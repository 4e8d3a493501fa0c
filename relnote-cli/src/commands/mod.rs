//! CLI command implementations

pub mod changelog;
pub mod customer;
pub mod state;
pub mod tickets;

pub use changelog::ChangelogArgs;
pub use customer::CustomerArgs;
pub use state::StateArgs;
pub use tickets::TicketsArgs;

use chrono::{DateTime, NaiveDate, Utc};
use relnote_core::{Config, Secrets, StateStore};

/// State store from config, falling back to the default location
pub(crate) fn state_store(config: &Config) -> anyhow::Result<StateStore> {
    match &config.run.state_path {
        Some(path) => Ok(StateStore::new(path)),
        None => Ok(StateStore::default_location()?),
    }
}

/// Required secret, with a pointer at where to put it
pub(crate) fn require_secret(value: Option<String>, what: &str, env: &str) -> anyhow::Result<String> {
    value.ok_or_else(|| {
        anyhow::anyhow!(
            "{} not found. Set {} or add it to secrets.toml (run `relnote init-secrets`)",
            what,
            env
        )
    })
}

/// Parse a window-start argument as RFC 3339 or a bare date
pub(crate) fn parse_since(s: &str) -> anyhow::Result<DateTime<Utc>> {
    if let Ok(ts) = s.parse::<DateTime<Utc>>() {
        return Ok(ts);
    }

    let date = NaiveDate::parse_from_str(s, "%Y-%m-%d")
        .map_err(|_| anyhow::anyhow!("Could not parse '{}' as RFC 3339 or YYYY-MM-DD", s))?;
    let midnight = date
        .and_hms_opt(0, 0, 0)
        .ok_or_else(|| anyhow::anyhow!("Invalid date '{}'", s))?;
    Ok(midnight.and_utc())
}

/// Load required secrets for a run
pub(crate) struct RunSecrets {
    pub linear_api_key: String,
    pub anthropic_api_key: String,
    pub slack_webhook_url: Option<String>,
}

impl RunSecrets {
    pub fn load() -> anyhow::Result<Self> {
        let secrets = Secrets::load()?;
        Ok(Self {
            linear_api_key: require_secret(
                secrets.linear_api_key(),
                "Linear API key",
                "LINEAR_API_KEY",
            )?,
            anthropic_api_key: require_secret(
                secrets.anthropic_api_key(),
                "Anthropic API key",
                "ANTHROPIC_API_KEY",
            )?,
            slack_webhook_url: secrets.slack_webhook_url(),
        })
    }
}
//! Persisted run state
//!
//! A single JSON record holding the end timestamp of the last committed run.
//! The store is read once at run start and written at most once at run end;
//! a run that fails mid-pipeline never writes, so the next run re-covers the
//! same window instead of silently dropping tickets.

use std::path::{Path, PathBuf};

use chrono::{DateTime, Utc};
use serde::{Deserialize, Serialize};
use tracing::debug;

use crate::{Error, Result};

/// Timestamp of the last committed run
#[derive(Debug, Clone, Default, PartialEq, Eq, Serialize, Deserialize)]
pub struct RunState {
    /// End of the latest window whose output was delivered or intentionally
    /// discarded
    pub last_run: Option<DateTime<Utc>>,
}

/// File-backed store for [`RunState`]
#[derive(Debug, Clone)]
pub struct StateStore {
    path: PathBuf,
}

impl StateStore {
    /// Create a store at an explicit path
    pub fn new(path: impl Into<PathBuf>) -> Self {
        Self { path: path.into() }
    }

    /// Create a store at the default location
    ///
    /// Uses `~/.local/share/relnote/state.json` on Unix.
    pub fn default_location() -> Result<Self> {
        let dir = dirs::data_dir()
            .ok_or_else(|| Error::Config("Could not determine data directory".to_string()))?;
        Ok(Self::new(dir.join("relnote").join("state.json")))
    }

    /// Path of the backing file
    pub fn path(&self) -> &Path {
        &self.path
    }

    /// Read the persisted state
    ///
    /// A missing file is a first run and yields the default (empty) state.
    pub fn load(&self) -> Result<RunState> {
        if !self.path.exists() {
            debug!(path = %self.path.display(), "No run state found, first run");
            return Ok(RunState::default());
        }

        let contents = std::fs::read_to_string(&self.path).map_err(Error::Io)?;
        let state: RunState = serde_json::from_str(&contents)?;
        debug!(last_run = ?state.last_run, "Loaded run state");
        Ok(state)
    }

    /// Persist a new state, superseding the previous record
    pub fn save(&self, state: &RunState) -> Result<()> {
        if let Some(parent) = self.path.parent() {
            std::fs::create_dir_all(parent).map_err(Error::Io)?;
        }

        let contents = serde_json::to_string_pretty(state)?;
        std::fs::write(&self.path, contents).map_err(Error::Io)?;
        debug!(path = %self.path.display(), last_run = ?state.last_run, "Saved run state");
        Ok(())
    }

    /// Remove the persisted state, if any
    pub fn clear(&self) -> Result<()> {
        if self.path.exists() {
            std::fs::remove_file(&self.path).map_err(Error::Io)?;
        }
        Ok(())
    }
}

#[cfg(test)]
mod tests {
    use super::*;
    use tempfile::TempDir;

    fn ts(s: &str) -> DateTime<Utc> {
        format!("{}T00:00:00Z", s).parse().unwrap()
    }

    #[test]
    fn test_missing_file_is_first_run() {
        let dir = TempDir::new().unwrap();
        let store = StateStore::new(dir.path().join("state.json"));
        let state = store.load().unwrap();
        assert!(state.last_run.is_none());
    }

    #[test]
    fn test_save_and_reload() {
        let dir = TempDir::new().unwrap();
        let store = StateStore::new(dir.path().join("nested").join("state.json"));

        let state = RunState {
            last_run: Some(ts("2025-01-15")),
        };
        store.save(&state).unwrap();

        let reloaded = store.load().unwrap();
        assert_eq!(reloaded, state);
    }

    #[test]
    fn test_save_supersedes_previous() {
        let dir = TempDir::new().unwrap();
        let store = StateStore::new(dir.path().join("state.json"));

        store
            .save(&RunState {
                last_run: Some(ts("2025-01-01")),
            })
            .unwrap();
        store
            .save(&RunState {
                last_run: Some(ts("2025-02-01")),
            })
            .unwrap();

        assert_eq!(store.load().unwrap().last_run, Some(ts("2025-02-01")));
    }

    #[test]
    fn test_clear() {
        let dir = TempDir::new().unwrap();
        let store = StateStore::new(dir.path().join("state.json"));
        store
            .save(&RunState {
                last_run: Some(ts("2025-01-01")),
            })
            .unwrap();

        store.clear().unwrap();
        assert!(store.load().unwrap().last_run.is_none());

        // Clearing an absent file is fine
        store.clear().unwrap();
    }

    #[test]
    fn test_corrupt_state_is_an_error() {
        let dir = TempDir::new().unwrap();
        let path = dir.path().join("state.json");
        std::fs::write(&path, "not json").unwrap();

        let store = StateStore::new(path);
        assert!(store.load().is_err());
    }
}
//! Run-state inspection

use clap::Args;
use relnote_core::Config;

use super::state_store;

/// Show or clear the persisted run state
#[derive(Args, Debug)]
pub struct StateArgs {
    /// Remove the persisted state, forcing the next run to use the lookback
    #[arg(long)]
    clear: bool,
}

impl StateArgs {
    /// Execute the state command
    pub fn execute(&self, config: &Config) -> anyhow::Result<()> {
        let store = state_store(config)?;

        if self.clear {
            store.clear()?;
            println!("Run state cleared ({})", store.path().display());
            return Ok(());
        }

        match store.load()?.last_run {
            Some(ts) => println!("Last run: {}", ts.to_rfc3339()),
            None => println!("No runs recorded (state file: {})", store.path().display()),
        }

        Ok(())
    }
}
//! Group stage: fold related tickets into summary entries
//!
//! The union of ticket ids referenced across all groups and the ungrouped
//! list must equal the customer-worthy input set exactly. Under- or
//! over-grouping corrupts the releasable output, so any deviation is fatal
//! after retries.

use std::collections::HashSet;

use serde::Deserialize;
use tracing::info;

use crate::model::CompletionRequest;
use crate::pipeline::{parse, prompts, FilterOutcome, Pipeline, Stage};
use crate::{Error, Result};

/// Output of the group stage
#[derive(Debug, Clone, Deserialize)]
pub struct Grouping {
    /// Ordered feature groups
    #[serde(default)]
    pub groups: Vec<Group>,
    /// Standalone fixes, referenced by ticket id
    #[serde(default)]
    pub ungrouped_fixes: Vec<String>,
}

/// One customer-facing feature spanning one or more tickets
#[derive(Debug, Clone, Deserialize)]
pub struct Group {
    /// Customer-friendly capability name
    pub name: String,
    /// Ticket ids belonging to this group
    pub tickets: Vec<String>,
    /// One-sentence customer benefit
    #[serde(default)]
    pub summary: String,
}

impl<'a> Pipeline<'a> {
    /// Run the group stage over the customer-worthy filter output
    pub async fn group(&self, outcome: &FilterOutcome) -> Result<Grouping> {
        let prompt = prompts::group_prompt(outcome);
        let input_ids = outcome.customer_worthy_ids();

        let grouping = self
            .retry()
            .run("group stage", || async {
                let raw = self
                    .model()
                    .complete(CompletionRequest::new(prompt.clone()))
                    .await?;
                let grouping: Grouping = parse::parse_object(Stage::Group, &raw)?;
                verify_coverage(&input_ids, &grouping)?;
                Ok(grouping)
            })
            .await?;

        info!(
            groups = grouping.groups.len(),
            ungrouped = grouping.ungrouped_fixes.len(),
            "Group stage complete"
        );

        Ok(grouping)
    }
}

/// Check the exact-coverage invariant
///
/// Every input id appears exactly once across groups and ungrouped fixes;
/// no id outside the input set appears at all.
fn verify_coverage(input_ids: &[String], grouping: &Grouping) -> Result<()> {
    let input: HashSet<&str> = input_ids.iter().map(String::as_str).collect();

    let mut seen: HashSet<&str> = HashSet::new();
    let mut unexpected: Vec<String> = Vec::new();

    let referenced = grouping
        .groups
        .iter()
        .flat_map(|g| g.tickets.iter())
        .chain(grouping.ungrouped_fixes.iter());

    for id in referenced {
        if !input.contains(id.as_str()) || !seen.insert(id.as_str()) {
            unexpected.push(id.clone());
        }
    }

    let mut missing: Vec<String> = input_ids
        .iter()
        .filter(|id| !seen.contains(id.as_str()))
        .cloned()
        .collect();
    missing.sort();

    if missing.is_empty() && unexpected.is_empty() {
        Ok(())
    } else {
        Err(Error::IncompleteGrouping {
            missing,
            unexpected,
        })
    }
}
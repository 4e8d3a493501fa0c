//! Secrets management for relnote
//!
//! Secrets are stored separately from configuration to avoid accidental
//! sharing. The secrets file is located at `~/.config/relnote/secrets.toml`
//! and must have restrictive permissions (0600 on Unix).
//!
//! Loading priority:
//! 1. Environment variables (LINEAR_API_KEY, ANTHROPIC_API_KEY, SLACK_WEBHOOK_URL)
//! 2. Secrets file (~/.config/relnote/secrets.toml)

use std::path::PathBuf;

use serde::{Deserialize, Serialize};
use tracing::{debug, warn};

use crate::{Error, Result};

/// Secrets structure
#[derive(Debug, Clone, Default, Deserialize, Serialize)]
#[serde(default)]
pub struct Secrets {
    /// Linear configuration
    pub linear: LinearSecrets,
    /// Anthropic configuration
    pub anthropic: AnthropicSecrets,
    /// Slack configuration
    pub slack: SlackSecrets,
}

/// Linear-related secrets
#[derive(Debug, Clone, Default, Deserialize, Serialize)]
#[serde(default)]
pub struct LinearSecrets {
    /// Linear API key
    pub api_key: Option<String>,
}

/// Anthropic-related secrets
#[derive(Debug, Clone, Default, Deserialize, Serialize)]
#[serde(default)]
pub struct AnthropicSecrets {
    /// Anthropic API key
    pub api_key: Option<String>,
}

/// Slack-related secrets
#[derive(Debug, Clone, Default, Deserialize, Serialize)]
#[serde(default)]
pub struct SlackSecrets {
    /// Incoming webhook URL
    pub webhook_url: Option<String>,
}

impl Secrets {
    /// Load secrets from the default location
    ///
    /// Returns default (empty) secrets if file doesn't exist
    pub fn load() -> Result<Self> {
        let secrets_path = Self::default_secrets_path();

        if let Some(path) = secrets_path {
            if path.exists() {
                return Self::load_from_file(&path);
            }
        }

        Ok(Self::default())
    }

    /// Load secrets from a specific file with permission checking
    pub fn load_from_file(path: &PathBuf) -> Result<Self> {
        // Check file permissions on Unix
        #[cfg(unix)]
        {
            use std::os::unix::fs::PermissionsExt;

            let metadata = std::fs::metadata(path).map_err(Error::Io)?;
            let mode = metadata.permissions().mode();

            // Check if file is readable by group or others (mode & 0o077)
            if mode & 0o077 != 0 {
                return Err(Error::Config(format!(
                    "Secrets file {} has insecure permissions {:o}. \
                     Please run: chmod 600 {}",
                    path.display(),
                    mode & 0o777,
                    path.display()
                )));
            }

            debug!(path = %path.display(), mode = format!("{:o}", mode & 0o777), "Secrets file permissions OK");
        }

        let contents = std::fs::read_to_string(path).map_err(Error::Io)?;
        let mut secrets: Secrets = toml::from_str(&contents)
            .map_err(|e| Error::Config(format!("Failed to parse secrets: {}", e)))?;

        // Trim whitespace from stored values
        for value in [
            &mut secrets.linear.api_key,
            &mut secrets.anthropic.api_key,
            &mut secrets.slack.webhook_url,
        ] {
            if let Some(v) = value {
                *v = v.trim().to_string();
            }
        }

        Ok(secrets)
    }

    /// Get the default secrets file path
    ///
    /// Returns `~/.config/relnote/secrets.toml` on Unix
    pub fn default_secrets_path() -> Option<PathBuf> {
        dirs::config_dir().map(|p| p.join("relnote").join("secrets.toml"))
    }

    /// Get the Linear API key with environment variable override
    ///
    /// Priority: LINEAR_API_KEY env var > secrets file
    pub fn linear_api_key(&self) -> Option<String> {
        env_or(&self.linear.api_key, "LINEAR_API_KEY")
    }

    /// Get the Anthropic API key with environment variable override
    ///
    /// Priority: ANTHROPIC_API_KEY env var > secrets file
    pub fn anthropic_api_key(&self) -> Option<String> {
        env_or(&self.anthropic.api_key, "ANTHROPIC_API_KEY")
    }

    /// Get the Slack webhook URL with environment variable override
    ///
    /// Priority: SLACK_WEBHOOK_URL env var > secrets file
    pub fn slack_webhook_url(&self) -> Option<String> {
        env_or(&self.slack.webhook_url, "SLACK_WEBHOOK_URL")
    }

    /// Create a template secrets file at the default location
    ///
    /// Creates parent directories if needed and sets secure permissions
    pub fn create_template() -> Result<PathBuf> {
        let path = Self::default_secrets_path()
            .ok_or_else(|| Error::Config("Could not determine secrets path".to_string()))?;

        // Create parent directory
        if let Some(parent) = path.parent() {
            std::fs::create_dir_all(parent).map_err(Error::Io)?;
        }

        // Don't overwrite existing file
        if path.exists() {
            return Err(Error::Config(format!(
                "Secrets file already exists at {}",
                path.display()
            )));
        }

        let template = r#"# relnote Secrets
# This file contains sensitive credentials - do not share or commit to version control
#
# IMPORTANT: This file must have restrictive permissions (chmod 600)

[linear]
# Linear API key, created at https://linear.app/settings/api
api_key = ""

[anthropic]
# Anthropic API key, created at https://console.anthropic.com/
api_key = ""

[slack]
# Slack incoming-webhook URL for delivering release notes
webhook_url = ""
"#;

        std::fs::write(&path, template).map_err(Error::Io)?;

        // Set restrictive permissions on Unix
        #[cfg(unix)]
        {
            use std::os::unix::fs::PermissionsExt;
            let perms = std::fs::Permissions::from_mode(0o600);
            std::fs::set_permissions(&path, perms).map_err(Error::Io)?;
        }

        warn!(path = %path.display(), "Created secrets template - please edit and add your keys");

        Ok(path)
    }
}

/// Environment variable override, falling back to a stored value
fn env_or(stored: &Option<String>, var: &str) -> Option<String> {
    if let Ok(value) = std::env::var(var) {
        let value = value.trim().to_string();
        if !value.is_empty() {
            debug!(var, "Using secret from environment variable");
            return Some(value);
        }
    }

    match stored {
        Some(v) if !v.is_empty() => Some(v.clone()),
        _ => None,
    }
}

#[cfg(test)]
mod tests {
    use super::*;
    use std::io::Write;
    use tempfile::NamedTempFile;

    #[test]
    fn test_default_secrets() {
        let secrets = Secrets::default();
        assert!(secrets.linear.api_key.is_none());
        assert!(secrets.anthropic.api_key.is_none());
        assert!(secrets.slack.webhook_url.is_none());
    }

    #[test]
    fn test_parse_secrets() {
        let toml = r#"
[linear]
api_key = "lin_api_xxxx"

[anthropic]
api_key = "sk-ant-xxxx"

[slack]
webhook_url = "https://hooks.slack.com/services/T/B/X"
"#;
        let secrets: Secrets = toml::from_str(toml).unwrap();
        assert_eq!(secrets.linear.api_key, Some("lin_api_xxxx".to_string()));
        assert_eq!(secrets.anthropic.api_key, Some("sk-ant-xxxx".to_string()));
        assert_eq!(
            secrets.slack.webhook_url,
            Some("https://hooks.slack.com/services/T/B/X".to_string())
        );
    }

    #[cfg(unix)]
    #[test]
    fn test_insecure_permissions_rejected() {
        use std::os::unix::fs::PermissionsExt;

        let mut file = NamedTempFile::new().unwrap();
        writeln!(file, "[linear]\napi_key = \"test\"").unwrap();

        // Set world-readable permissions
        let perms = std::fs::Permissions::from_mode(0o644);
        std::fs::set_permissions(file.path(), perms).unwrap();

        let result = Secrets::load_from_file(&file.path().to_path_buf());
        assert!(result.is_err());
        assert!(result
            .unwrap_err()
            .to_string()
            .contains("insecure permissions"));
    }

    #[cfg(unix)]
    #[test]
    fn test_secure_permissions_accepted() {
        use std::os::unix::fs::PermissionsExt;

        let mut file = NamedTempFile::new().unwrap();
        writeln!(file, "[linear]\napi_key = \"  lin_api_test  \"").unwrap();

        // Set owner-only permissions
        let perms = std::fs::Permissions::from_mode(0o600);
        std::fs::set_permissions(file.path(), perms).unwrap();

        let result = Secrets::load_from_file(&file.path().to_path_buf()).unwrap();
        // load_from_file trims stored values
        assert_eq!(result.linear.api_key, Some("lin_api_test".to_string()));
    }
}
--------------------------------------------------
■ **Task goal**: An exact copy of the data is needed, running from its first line through the line that holds "pub use state::StateArgs;", and nothing beyond that.

■ **Answer box**:
repository 4e8d3a493501fa0c
filename relnote-cli/src/commands/mod.rs
//! CLI command implementations

pub mod changelog;
pub mod customer;
pub mod state;
pub mod tickets;

pub use changelog::ChangelogArgs;
pub use customer::CustomerArgs;
pub use state::StateArgs;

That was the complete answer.